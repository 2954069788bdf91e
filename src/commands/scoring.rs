use serde::Serialize;

use crate::gauge::GaugeSpec;
use crate::models::HabitProfile;
use crate::scoring::LoadReport;

/// Report plus gauge payload, returned in one round trip so a widget change
/// costs a single IPC call
#[derive(Debug, Clone, Serialize)]
pub struct HabitEvaluation {
  pub report: LoadReport,
  pub gauge: GaugeSpec,
}

/// Score the current lever positions.
///
/// The widgets pre-constrain every input; validation here only guards
/// against hand-crafted IPC payloads.
#[tauri::command]
pub fn evaluate_habits(profile: HabitProfile) -> Result<HabitEvaluation, String> {
  profile
    .validate()
    .map_err(|e| format!("Invalid habit profile: {}", e))?;

  let report = LoadReport::compute(&profile);
  let gauge = GaugeSpec::from_report(&report);

  Ok(HabitEvaluation { report, gauge })
}
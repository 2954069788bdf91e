use serde::{Deserialize, Serialize};

/// ---------------------------------------------------------------------------
/// Processed Food Frequency
/// ---------------------------------------------------------------------------

/// How often highly processed foods show up in the diet.
///
/// Serialized with the select-box labels so the frontend and the scorer
/// agree on the wire strings. Ordered from least to most frequent.
#[derive(Debug, Clone, Copy, PartialEq, Eq, PartialOrd, Ord, Serialize, Deserialize)]
pub enum ProcessedFoods {
  #[serde(rename = "Rarely")]
  Rarely,
  #[serde(rename = "Some days")]
  SomeDays,
  #[serde(rename = "Most days")]
  MostDays,
}

impl ProcessedFoods {
  /// Load points contributed by this frequency
  pub fn points(&self) -> i64 {
    match self {
      ProcessedFoods::Rarely => 0,
      ProcessedFoods::SomeDays => 4,
      ProcessedFoods::MostDays => 8,
    }
  }

  pub fn label(&self) -> &'static str {
    match self {
      ProcessedFoods::Rarely => "Rarely",
      ProcessedFoods::SomeDays => "Some days",
      ProcessedFoods::MostDays => "Most days",
    }
  }

  /// All select-box options, in display order
  pub fn all() -> [ProcessedFoods; 3] {
    [
      ProcessedFoods::Rarely,
      ProcessedFoods::SomeDays,
      ProcessedFoods::MostDays,
    ]
  }
}

impl std::fmt::Display for ProcessedFoods {
  fn fmt(&self, f: &mut std::fmt::Formatter<'_>) -> std::fmt::Result {
    write!(f, "{}", self.label())
  }
}

impl std::str::FromStr for ProcessedFoods {
  type Err = String;
  fn from_str(s: &str) -> Result<Self, Self::Err> {
    match s {
      "Rarely" => Ok(Self::Rarely),
      "Some days" => Ok(Self::SomeDays),
      "Most days" => Ok(Self::MostDays),
      _ => Err(format!("Unknown processed food frequency: {}", s)),
    }
  }
}

/// ---------------------------------------------------------------------------
/// Habit Profile (the five levers)
/// ---------------------------------------------------------------------------

/// Widget domains. The sliders are built from these and `validate` checks
/// against the same values.
pub const EXERCISE_DAYS_RANGE: (i64, i64) = (0, 7);
pub const SLEEP_HOURS_RANGE: (f64, f64) = (4.0, 9.5);
pub const SLEEP_HOURS_STEP: f64 = 0.5;
pub const STRESS_RANGE: (i64, i64) = (0, 10);

/// One snapshot of the lever positions. Immutable per scoring call.
#[derive(Debug, Clone, Serialize, Deserialize)]
pub struct HabitProfile {
  pub exercise_days: i64,
  pub sleep_hours: f64,
  pub stress: i64,
  pub nicotine: bool,
  pub processed_foods: ProcessedFoods,
}

impl Default for HabitProfile {
  /// Initial widget values shown before the user touches anything
  fn default() -> Self {
    Self {
      exercise_days: 2,
      sleep_hours: 7.0,
      stress: 5,
      nicotine: false,
      processed_foods: ProcessedFoods::SomeDays,
    }
  }
}

impl HabitProfile {
  /// Check every field against the widget domains.
  ///
  /// The scorer itself has no failure modes; this guards the IPC boundary,
  /// where a profile arrives as arbitrary JSON.
  pub fn validate(&self) -> Result<(), HabitError> {
    if self.exercise_days < EXERCISE_DAYS_RANGE.0 || self.exercise_days > EXERCISE_DAYS_RANGE.1 {
      return Err(HabitError::ExerciseDays(self.exercise_days));
    }
    if !self.sleep_hours.is_finite()
      || self.sleep_hours < SLEEP_HOURS_RANGE.0
      || self.sleep_hours > SLEEP_HOURS_RANGE.1
    {
      return Err(HabitError::SleepHours(self.sleep_hours));
    }
    if self.stress < STRESS_RANGE.0 || self.stress > STRESS_RANGE.1 {
      return Err(HabitError::Stress(self.stress));
    }
    Ok(())
  }
}

/// ---------------------------------------------------------------------------
/// Error Handling
/// ---------------------------------------------------------------------------

#[derive(Debug, thiserror::Error, Serialize, Deserialize)]
#[serde(tag = "type", content = "message")]
pub enum HabitError {
  #[error("Exercise days out of range: {0} (expected 0-7)")]
  ExerciseDays(i64),

  #[error("Sleep hours out of range: {0} (expected 4.0-9.5)")]
  SleepHours(f64),

  #[error("Stress level out of range: {0} (expected 0-10)")]
  Stress(i64),
}

/// ---------------------------------------------------------------------------
/// Input Constraints (widget ranges for the frontend)
/// ---------------------------------------------------------------------------

/// Range, step, and initial value for one slider
#[derive(Debug, Clone, Serialize)]
pub struct SliderRange {
  pub min: f64,
  pub max: f64,
  pub step: f64,
  pub default: f64,
}

/// Everything the frontend needs to build its controls. Single source of
/// truth shared with `HabitProfile::validate`.
#[derive(Debug, Clone, Serialize)]
pub struct InputConstraints {
  pub exercise_days: SliderRange,
  pub sleep_hours: SliderRange,
  pub stress: SliderRange,
  pub nicotine_default: bool,
  pub processed_food_options: Vec<&'static str>,
  pub processed_food_default: &'static str,
}

impl InputConstraints {
  pub fn current() -> Self {
    let defaults = HabitProfile::default();

    Self {
      exercise_days: SliderRange {
        min: EXERCISE_DAYS_RANGE.0 as f64,
        max: EXERCISE_DAYS_RANGE.1 as f64,
        step: 1.0,
        default: defaults.exercise_days as f64,
      },
      sleep_hours: SliderRange {
        min: SLEEP_HOURS_RANGE.0,
        max: SLEEP_HOURS_RANGE.1,
        step: SLEEP_HOURS_STEP,
        default: defaults.sleep_hours,
      },
      stress: SliderRange {
        min: STRESS_RANGE.0 as f64,
        max: STRESS_RANGE.1 as f64,
        step: 1.0,
        default: defaults.stress as f64,
      },
      nicotine_default: defaults.nicotine,
      processed_food_options: ProcessedFoods::all().iter().map(|p| p.label()).collect(),
      processed_food_default: defaults.processed_foods.label(),
    }
  }
}

/// ---------------------------------------------------------------------------
/// Tests
/// ---------------------------------------------------------------------------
====
§ YOUR INSTRUCTIONS
All that is wanted is the run of lines from the start of the data through the line containing "here only guards", copied word for word.

§ ANSWER SECTION
repository 2954069788bdf91e
filename src/commands/scoring.rs
use serde::Serialize;

use crate::gauge::GaugeSpec;
use crate::models::HabitProfile;
use crate::scoring::LoadReport;

/// Report plus gauge payload, returned in one round trip so a widget change
/// costs a single IPC call
#[derive(Debug, Clone, Serialize)]
pub struct HabitEvaluation {
  pub report: LoadReport,
  pub gauge: GaugeSpec,
}

/// Score the current lever positions.
///
/// The widgets pre-constrain every input; validation here only guards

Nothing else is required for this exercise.